• TASK TO CARRY OUT: Pick out the lines in the listing below that contain the word "about" and copy them.

(RECORDS FOR PROCESSING)

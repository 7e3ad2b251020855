//! Colored terminal output for packaging runs
//!
//! Log records go through `log`; this is the summary the user reads at the end.

use std::io::Write;
use termcolor::{BufferWriter, Color, ColorChoice, ColorSpec, WriteColor};

/// Output manager for consistent colored terminal output
#[derive(Debug)]
pub struct OutputManager {
    bufwtr: BufferWriter,
    verbose: bool,
}

impl OutputManager {
    /// Create a new output manager writing to stdout
    pub fn new(verbose: bool) -> Self {
        Self {
            bufwtr: BufferWriter::stdout(ColorChoice::Auto),
            verbose,
        }
    }

    /// Print a success message
    pub fn success(&self, message: &str) -> std::io::Result<()> {
        self.prefixed("✓", ColorSpec::new().set_fg(Some(Color::Green)).set_bold(true), message)
    }

    /// Print a warning message
    pub fn warn(&self, message: &str) -> std::io::Result<()> {
        self.prefixed("⚠", ColorSpec::new().set_fg(Some(Color::Yellow)).set_bold(true), message)
    }

    /// Print a verbose message (only in verbose mode)
    pub fn verbose(&self, message: &str) -> std::io::Result<()> {
        if !self.verbose {
            return Ok(());
        }
        self.prefixed("→", ColorSpec::new().set_fg(Some(Color::Blue)), message)
    }

    /// Print an error message to stderr
    pub fn error(&self, message: &str) {
        let bufwtr = BufferWriter::stderr(ColorChoice::Auto);
        let mut buffer = bufwtr.buffer();

        if buffer.set_color(ColorSpec::new().set_fg(Some(Color::Red)).set_bold(true)).is_err()
            || write!(&mut buffer, "✗").is_err()
            || buffer.reset().is_err()
            || writeln!(&mut buffer, " {}", message).is_err()
            || bufwtr.print(&buffer).is_err()
        {
            eprintln!("✗ {}", message);
        }
    }

    /// Print indented text (for sub-items)
    pub fn indent(&self, message: &str) -> std::io::Result<()> {
        let mut buffer = self.bufwtr.buffer();
        writeln!(&mut buffer, "    {}", message)?;
        self.bufwtr.print(&buffer)
    }

    /// Print a plain message
    pub fn println(&self, message: &str) -> std::io::Result<()> {
        let mut buffer = self.bufwtr.buffer();
        writeln!(&mut buffer, "{}", message)?;
        self.bufwtr.print(&buffer)
    }

    fn prefixed(&self, symbol: &str, spec: &ColorSpec, message: &str) -> std::io::Result<()> {
        let mut buffer = self.bufwtr.buffer();
        let _ = buffer.set_color(spec);
        write!(&mut buffer, "{}", symbol)?;
        let _ = buffer.reset();
        writeln!(&mut buffer, " {}", message)?;
        self.bufwtr.print(&buffer)
    }
}
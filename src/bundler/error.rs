//! Error types for jpackage bundling.
//!
//! Every failure the invocation engine can raise lives in [`Error`]. Apart from
//! [`Error::DestinationOutsideAllowedRoot`], which the orchestrator logs and
//! moves past, all variants abort the run.
//!
//! # Features
//!
//! - **Context trait**: Attach a message to a failed result or missing value
//! - **ErrorExt trait**: Filesystem operations with automatic path context
//! - **bail! macro**: Early return with formatted error messages

use std::{
    fmt::Display,
    io,
    path::{Path, PathBuf},
};
use thiserror::Error as DeriveError;

/// Errors returned by the bundler.
#[derive(Debug, DeriveError)]
#[non_exhaustive]
pub enum Error {
    /// A required option (`--name`, `--dest`) is absent or empty.
    #[error("Mandatory parameter \"{parameter}\" cannot be null or empty")]
    MissingMandatoryParameter {
        /// Flag of the missing parameter
        parameter: &'static str,
    },

    /// A path option that must exist was not found on disk.
    #[error("File or directory {} does not exist (required by {parameter})", .path.display())]
    PathNotFound {
        /// Flag the path was configured for
        parameter: &'static str,
        /// Absolute path that was checked
        path: PathBuf,
    },

    /// A launcher sub-record failed validation.
    #[error("Launcher #{index} is invalid: {reason}")]
    InvalidLauncher {
        /// Zero-based position in the launcher list
        index: usize,
        /// What was wrong with it
        reason: String,
    },

    /// The detected jpackage release does not accept a configured flag.
    #[error(
        "{parameter} is not supported by jpackage {tool_version} (supported range: {})",
        describe_range(.since, .until)
    )]
    UnsupportedByVersion {
        /// Rejected flag
        parameter: &'static str,
        /// Detected major version
        tool_version: u32,
        /// First release accepting the flag
        since: Option<u32>,
        /// Last release accepting the flag
        until: Option<u32>,
    },

    /// No lookup strategy produced an executable.
    #[error("Failed to find {tool}")]
    ExecutableNotFound {
        /// Tool that was searched for
        tool: &'static str,
    },

    /// Version gating is required but the probe returned nothing usable.
    #[error("Unable to determine the version of {}", .executable.display())]
    VersionUndetermined {
        /// Executable that was probed
        executable: PathBuf,
    },

    /// The operating system refused to start the process.
    #[error("Error while executing {command}: {error}")]
    ProcessStartFailure {
        /// Command line that was being started
        command: String,
        /// The underlying error
        error: io::Error,
    },

    /// The tool ran and reported failure.
    #[error("{}", describe_exit(.exit_code, .stdout, .stderr, .command))]
    NonZeroExit {
        /// Exit code reported by the process
        exit_code: i32,
        /// Captured stdout, one entry per line
        stdout: Vec<String>,
        /// Captured stderr
        stderr: String,
        /// Full command line for reproduction
        command: String,
    },

    /// Cleanup refused to touch a directory outside the build output tree.
    #[error(
        "Refusing to remove {}: it is not inside {}",
        .destination.display(),
        .allowed_root.display()
    )]
    DestinationOutsideAllowedRoot {
        /// Directory that was asked to be removed
        destination: PathBuf,
        /// Tree inside which removal is allowed
        allowed_root: PathBuf,
    },

    /// Error with context. Created by the [`Context`] trait.
    #[error("{0}: {1}")]
    Context(String, Box<Self>),

    /// File system error with path context.
    ///
    /// Created by the [`ErrorExt`] trait's `fs_context` method.
    #[error("{context} {path}: {error}")]
    Fs {
        /// Context describing the operation (e.g., "removing file")
        context: &'static str,
        /// Path that was being accessed
        path: PathBuf,
        /// The underlying I/O error
        error: io::Error,
    },

    /// Error walking a directory tree during cleanup.
    #[error("{0}")]
    WalkdirError(#[from] walkdir::Error),

    /// Generic error with custom message.
    #[error("{0}")]
    GenericError(String),
}

fn describe_range(since: &Option<u32>, until: &Option<u32>) -> String {
    match (*since, *until) {
        (Some(since), Some(until)) => format!("{since}..={until}"),
        (Some(since), None) => format!("{since} and later"),
        (None, Some(until)) => format!("up to {until}"),
        (None, None) => "any".to_string(),
    }
}

fn describe_exit(exit_code: &i32, stdout: &[String], stderr: &str, command: &str) -> String {
    let mut msg = String::new();
    for line in stdout {
        msg.push_str(line);
        msg.push('\n');
    }
    msg.push_str(&format!("\nExit code: {exit_code}"));
    if !stderr.trim().is_empty() {
        msg.push_str(" - ");
        msg.push_str(stderr.trim_end());
    }
    msg.push('\n');
    msg.push_str(&format!("Command line was: {command}\n"));
    msg
}

impl Error {
    /// Whether the orchestrator should log this error and keep going.
    pub fn is_non_fatal(&self) -> bool {
        matches!(self, Error::DestinationOutsideAllowedRoot { .. })
    }

    pub(crate) fn path_not_found(parameter: &'static str, path: &Path) -> Self {
        Error::PathNotFound {
            parameter,
            path: path.to_path_buf(),
        }
    }
}

/// Convenient type alias for Result.
pub type Result<T> = std::result::Result<T, Error>;

/// Trait for adding context to errors.
///
/// Works with both bundler results and `Option<T>`.
pub trait Context<T> {
    /// Add context to an error.
    fn context<C>(self, context: C) -> Result<T>
    where
        C: Display + Send + Sync + 'static;
}

impl<T> Context<T> for Result<T> {
    fn context<C>(self, context: C) -> Result<T>
    where
        C: Display + Send + Sync + 'static,
    {
        self.map_err(|e| Error::Context(context.to_string(), Box::new(e)))
    }
}

impl<T> Context<T> for Option<T> {
    fn context<C>(self, context: C) -> Result<T>
    where
        C: Display + Send + Sync + 'static,
    {
        self.ok_or_else(|| Error::GenericError(context.to_string()))
    }
}

/// Extension trait for filesystem operations with automatic path context.
pub trait ErrorExt<T> {
    /// Add filesystem context to an I/O error.
    ///
    /// The `context` should be a present-tense verb phrase describing the operation,
    /// e.g., "removing file", "reading toolchains".
    fn fs_context(self, context: &'static str, path: impl Into<PathBuf>) -> Result<T>;
}

impl<T> ErrorExt<T> for std::result::Result<T, std::io::Error> {
    fn fs_context(self, context: &'static str, path: impl Into<PathBuf>) -> Result<T> {
        self.map_err(|error| Error::Fs {
            context,
            path: path.into(),
            error,
        })
    }
}

/// Macro for early return with error.
///
/// Converts the message into a [`Error::GenericError`] and returns immediately.
///
/// ```ignore
/// bail!("operation failed");
/// bail!("invalid value: {}", value);
/// ```
#[macro_export]
macro_rules! bail {
    ($msg:literal $(,)?) => {
        return Err($crate::bundler::error::Error::GenericError($msg.into()))
    };
    ($err:expr $(,)?) => {
        return Err($crate::bundler::error::Error::GenericError($err.to_string()))
    };
    ($fmt:expr, $($arg:tt)*) => {
        return Err($crate::bundler::error::Error::GenericError(format!($fmt, $($arg)*)))
    };
}

#[cfg(test)]
mod tests {
    use super::*;

    #[test]
    fn test_non_zero_exit_message_contains_everything() {
        let err = Error::NonZeroExit {
            exit_code: 2,
            stdout: vec!["Bundler failed".into(), "see log".into()],
            stderr: "Error: Invalid Option: [--bogus]".into(),
            command: "jpackage --name App --bogus".into(),
        };
        let msg = err.to_string();
        assert!(msg.contains("Bundler failed\nsee log\n"));
        assert!(msg.contains("Exit code: 2 - Error: Invalid Option: [--bogus]"));
        assert!(msg.contains("Command line was: jpackage --name App --bogus"));
    }

    #[test]
    fn test_unsupported_range_wording() {
        let err = Error::UnsupportedByVersion {
            parameter: "--about-url",
            tool_version: 16,
            since: Some(17),
            until: None,
        };
        assert_eq!(
            err.to_string(),
            "--about-url is not supported by jpackage 16 (supported range: 17 and later)"
        );
    }

    #[test]
    fn test_only_cleanup_refusal_is_non_fatal() {
        let refusal = Error::DestinationOutsideAllowedRoot {
            destination: "/tmp/out".into(),
            allowed_root: "/work/target".into(),
        };
        assert!(refusal.is_non_fatal());
        assert!(!Error::ExecutableNotFound { tool: "jpackage" }.is_non_fatal());
    }

    #[test]
    fn test_option_context() {
        let missing: Option<u32> = None;
        let err = missing.context("no value").unwrap_err();
        assert_eq!(err.to_string(), "no value");
    }
}
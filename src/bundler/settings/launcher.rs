//! Additional application launchers (`--add-launcher`).

use crate::bundler::{
    error::{Error, Result},
    utils::path::PathResolver,
};
use serde::Deserialize;
use std::path::PathBuf;

/// An extra launcher defined by a name and a properties file.
///
/// ```toml
/// [[launchers]]
/// name = "myapp-cli"
/// file = "src/launchers/cli.properties"
/// ```
#[derive(Clone, Debug, Default, Deserialize)]
#[serde(default)]
pub struct Launcher {
    /// Launcher name.
    pub name: String,
    /// Launcher definition file.
    pub file: Option<PathBuf>,
}

impl Launcher {
    /// Creates a launcher definition.
    pub fn new(name: impl Into<String>, file: impl Into<PathBuf>) -> Self {
        Self {
            name: name.into(),
            file: Some(file.into()),
        }
    }

    /// Checks the launcher and returns its resolved definition file.
    ///
    /// `index` is the launcher's position, used to identify it in errors.
    pub fn validate(&self, index: usize, resolver: &PathResolver) -> Result<PathBuf> {
        let file = match &self.file {
            Some(file) if !self.name.is_empty() && !file.as_os_str().is_empty() => file,
            _ => {
                return Err(Error::InvalidLauncher {
                    index,
                    reason: "launcher parameters cannot be null or empty".into(),
                });
            }
        };

        let file = resolver.resolve(file);
        if !file.is_file() {
            return Err(Error::InvalidLauncher {
                index,
                reason: format!("launcher file {} does not exist", file.display()),
            });
        }
        Ok(file)
    }

    /// Value of the `--add-launcher` option for an already validated file.
    pub(crate) fn option_value(&self, file: &std::path::Path) -> String {
        format!("{}={}", self.name, file.display())
    }
}
//! Quoting of JVM options and application arguments.
//!
//! jpackage splits `--java-options` and `--arguments` values on whitespace and
//! writes them into the launcher configuration, so values with spaces must
//! reach it already quoted. On Windows the value goes through one more round
//! of shell unquoting, hence the heavier escape sequences there.
//!
//! The transform is one-shot: escaping an already escaped value escapes it
//! again.

use crate::bundler::Platform;

/// Escapes `arg` for the quoting convention of `platform`.
///
/// - Windows: `"` becomes `\\\"`; a value containing a space is wrapped in `\"…\"`.
/// - macOS/Linux: `"` becomes `\"`; a value containing a space is wrapped in `"…"`.
pub fn escape(arg: &str, platform: Platform) -> String {
    let escaped = arg.replace('"', platform.quote_replacement());
    if escaped.contains(' ') {
        let wrapper = platform.space_wrapper();
        format!("{wrapper}{escaped}{wrapper}")
    } else {
        escaped
    }
}

#[cfg(test)]
mod tests {
    use super::*;

    #[test]
    fn test_plain_values_are_unchanged() {
        for platform in [Platform::Windows, Platform::MacOs, Platform::Linux] {
            assert_eq!(escape("", platform), "");
            assert_eq!(escape("123", platform), "123");
            assert_eq!(escape("-Xmx512m", platform), "-Xmx512m");
        }
    }

    #[test]
    fn test_posix_space_wrapping() {
        assert_eq!(
            escape("-DAppOption=text string", Platform::Linux),
            "\"-DAppOption=text string\""
        );
        assert_eq!(
            escape("-DAppOption=text string", Platform::MacOs),
            "\"-DAppOption=text string\""
        );
    }

    #[test]
    fn test_posix_embedded_quotes() {
        assert_eq!(
            escape("-XX:OnError=\"userdump.exe %p\"", Platform::Linux),
            "\"-XX:OnError=\\\"userdump.exe %p\\\"\""
        );
        assert_eq!(escape("a\"b", Platform::Linux), "a\\\"b");
    }

    #[test]
    fn test_windows_space_wrapping() {
        assert_eq!(
            escape("-DAppOption=text string", Platform::Windows),
            "\\\"-DAppOption=text string\\\""
        );
    }

    #[test]
    fn test_windows_embedded_quotes() {
        assert_eq!(
            escape("-XX:OnError=\"userdump.exe %p\"", Platform::Windows),
            "\\\"-XX:OnError=\\\\\\\"userdump.exe %p\\\\\\\"\\\""
        );
        assert_eq!(escape("a\"b", Platform::Windows), "a\\\\\\\"b");
    }

    #[test]
    fn test_escaping_is_not_idempotent() {
        let once = escape("say \"hi\"", Platform::Linux);
        let twice = escape(&once, Platform::Linux);
        assert_ne!(once, twice);
    }
}
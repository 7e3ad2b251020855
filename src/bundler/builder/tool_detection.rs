//! jpackage version detection.
//!
//! The version string printed by `jpackage --version` is not rigidly
//! formatted (`22.0.1`, `23-ea`, `21.0.5 2023-10-17`), so only the leading
//! run of digits is used.

use super::runner::ProcessRunner;
use std::path::Path;

/// Argument that makes jpackage print its version.
pub const VERSION_FLAG: &str = "--version";

/// Extracts the major version from `jpackage --version` output.
///
/// Returns `0` (unknown) when the trimmed output does not start with a digit.
pub fn parse_version(output: &str) -> u32 {
    let trimmed = output.trim();
    let end = trimmed
        .find(|c: char| !c.is_ascii_digit())
        .unwrap_or(trimmed.len());
    trimmed[..end].parse().unwrap_or(0)
}

/// Runs `executable --version` and returns the major version, or `0` when it
/// cannot be determined.
pub async fn detect_version<R: ProcessRunner>(runner: &R, executable: &Path) -> u32 {
    let result = match runner.run(executable, &[VERSION_FLAG.to_string()]).await {
        Ok(result) => result,
        Err(e) => {
            log::warn!("Failed to query jpackage version: {e}");
            return 0;
        }
    };

    if !result.success() {
        log::warn!(
            "{} {} exited with code {}: {}",
            executable.display(),
            VERSION_FLAG,
            result.exit_code,
            result.stderr.trim()
        );
        return 0;
    }

    match parse_version(&result.stdout) {
        0 => {
            log::warn!(
                "Unable to determine jpackage version from output '{}'",
                result.stdout.trim()
            );
            0
        }
        version => {
            log::info!("jpackage version: {version}");
            version
        }
    }
}
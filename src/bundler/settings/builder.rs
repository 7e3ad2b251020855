//! Builder for constructing Settings.

use super::{
    LinuxSettings, MacOsSettings, PackageSettings, PlatformOptions, Settings, WindowsSettings,
};
use crate::bundler::{
    Platform,
    error::{Context, ErrorExt},
    utils::path::PathResolver,
};
use std::path::{Path, PathBuf};

/// Builder for constructing [`Settings`].
///
/// Platform bundles for every platform may be supplied; only the one matching
/// the selected [`Platform`] is kept.
///
/// # Examples
///
/// ```no_run
/// use kodegen_bundler_jpackage::bundler::{
///     PackageSettings, Platform, SettingsBuilder, WindowsSettings,
/// };
///
/// # fn example() -> kodegen_bundler_jpackage::bundler::Result<()> {
/// let settings = SettingsBuilder::new()
///     .platform(Platform::Windows)
///     .package_settings(PackageSettings {
///         name: Some("MyApp".into()),
///         destination: Some("target/dist".into()),
///         ..Default::default()
///     })
///     .windows(WindowsSettings {
///         menu: true,
///         ..Default::default()
///     })
///     .build()?;
/// # Ok(())
/// # }
/// ```
#[derive(Default)]
pub struct SettingsBuilder {
    package_settings: Option<PackageSettings>,
    platform: Option<Platform>,
    base_dir: Option<PathBuf>,
    windows: Option<WindowsSettings>,
    macos: Option<MacOsSettings>,
    linux: Option<LinuxSettings>,
    skip: bool,
    remove_destination: bool,
    require_tool_version: bool,
}

impl SettingsBuilder {
    /// Creates a new settings builder.
    pub fn new() -> Self {
        Default::default()
    }

    /// Sets the platform-independent options.
    ///
    /// # Required
    ///
    /// This field is required for building.
    pub fn package_settings(mut self, settings: PackageSettings) -> Self {
        self.package_settings = Some(settings);
        self
    }

    /// Sets the platform to build for.
    ///
    /// Default: [`Platform::current()`]
    pub fn platform(mut self, platform: Platform) -> Self {
        self.platform = Some(platform);
        self
    }

    /// Sets the directory relative paths are resolved against.
    ///
    /// Default: current working directory
    pub fn base_dir<P: AsRef<Path>>(mut self, path: P) -> Self {
        self.base_dir = Some(path.as_ref().to_path_buf());
        self
    }

    /// Sets the Windows options.
    pub fn windows(mut self, settings: WindowsSettings) -> Self {
        self.windows = Some(settings);
        self
    }

    /// Sets the macOS options.
    pub fn macos(mut self, settings: MacOsSettings) -> Self {
        self.macos = Some(settings);
        self
    }

    /// Sets the Linux options.
    pub fn linux(mut self, settings: LinuxSettings) -> Self {
        self.linux = Some(settings);
        self
    }

    /// Skips the run entirely.
    ///
    /// Default: false
    pub fn skip(mut self, skip: bool) -> Self {
        self.skip = skip;
        self
    }

    /// Removes the destination directory before running jpackage.
    ///
    /// Default: false
    pub fn remove_destination(mut self, remove: bool) -> Self {
        self.remove_destination = remove;
        self
    }

    /// Fails the run when the jpackage version cannot be determined.
    ///
    /// Default: false (unknown version disables version checks)
    pub fn require_tool_version(mut self, require: bool) -> Self {
        self.require_tool_version = require;
        self
    }

    /// Builds the settings.
    ///
    /// # Errors
    ///
    /// Returns an error if `package_settings` is missing or the current
    /// directory cannot be determined when no base directory was given.
    pub fn build(self) -> crate::bundler::Result<Settings> {
        let platform = self.platform.unwrap_or_else(Platform::current);

        let base_dir = match self.base_dir {
            Some(dir) => dir,
            None => std::env::current_dir().fs_context("reading current directory", ".")?,
        };

        let ignored: Vec<&str> = [
            (Platform::Windows, self.windows.is_some()),
            (Platform::MacOs, self.macos.is_some()),
            (Platform::Linux, self.linux.is_some()),
        ]
        .into_iter()
        .filter(|(p, present)| *present && *p != platform)
        .map(|(p, _)| p.short_name())
        .collect();
        if !ignored.is_empty() {
            log::debug!(
                "Ignoring {} options when building for {}",
                ignored.join(", "),
                platform
            );
        }

        let platform_options = match platform {
            Platform::Windows => PlatformOptions::Windows(self.windows.unwrap_or_default()),
            Platform::MacOs => PlatformOptions::MacOs(self.macos.unwrap_or_default()),
            Platform::Linux => PlatformOptions::Linux(self.linux.unwrap_or_default()),
        };

        Ok(Settings::new(
            self.package_settings
                .context("package_settings is required")?,
            platform_options,
            PathResolver::new(base_dir),
            self.skip,
            self.remove_destination,
            self.require_tool_version,
        ))
    }
}

#[cfg(test)]
mod tests {
    use super::*;

    #[test]
    fn test_only_selected_platform_is_kept() {
        let settings = SettingsBuilder::new()
            .platform(Platform::MacOs)
            .base_dir("/work")
            .package_settings(PackageSettings::default())
            .windows(WindowsSettings {
                menu: true,
                ..Default::default()
            })
            .macos(MacOsSettings {
                sign: true,
                ..Default::default()
            })
            .build()
            .unwrap();

        assert_eq!(settings.platform(), Platform::MacOs);
        match settings.platform_options() {
            PlatformOptions::MacOs(mac) => assert!(mac.sign),
            other => panic!("unexpected options {other:?}"),
        }
    }

    #[test]
    fn test_missing_platform_bundle_defaults() {
        let settings = SettingsBuilder::new()
            .platform(Platform::Linux)
            .base_dir("/work")
            .package_settings(PackageSettings::default())
            .build()
            .unwrap();
        match settings.platform_options() {
            PlatformOptions::Linux(linux) => assert!(!linux.shortcut),
            other => panic!("unexpected options {other:?}"),
        }
        assert_eq!(settings.base_dir(), Path::new("/work"));
        assert!(!settings.skip());
        assert!(!settings.remove_destination());
    }

    #[test]
    fn test_package_settings_required() {
        assert!(SettingsBuilder::new().base_dir("/work").build().is_err());
    }
}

(End RECORDS FOR PROCESSING)

• ANSWER TO THE EXERCISE:
            parameter: "--about-url",
            "--about-url is not supported by jpackage 16 (supported range: 17 and later)"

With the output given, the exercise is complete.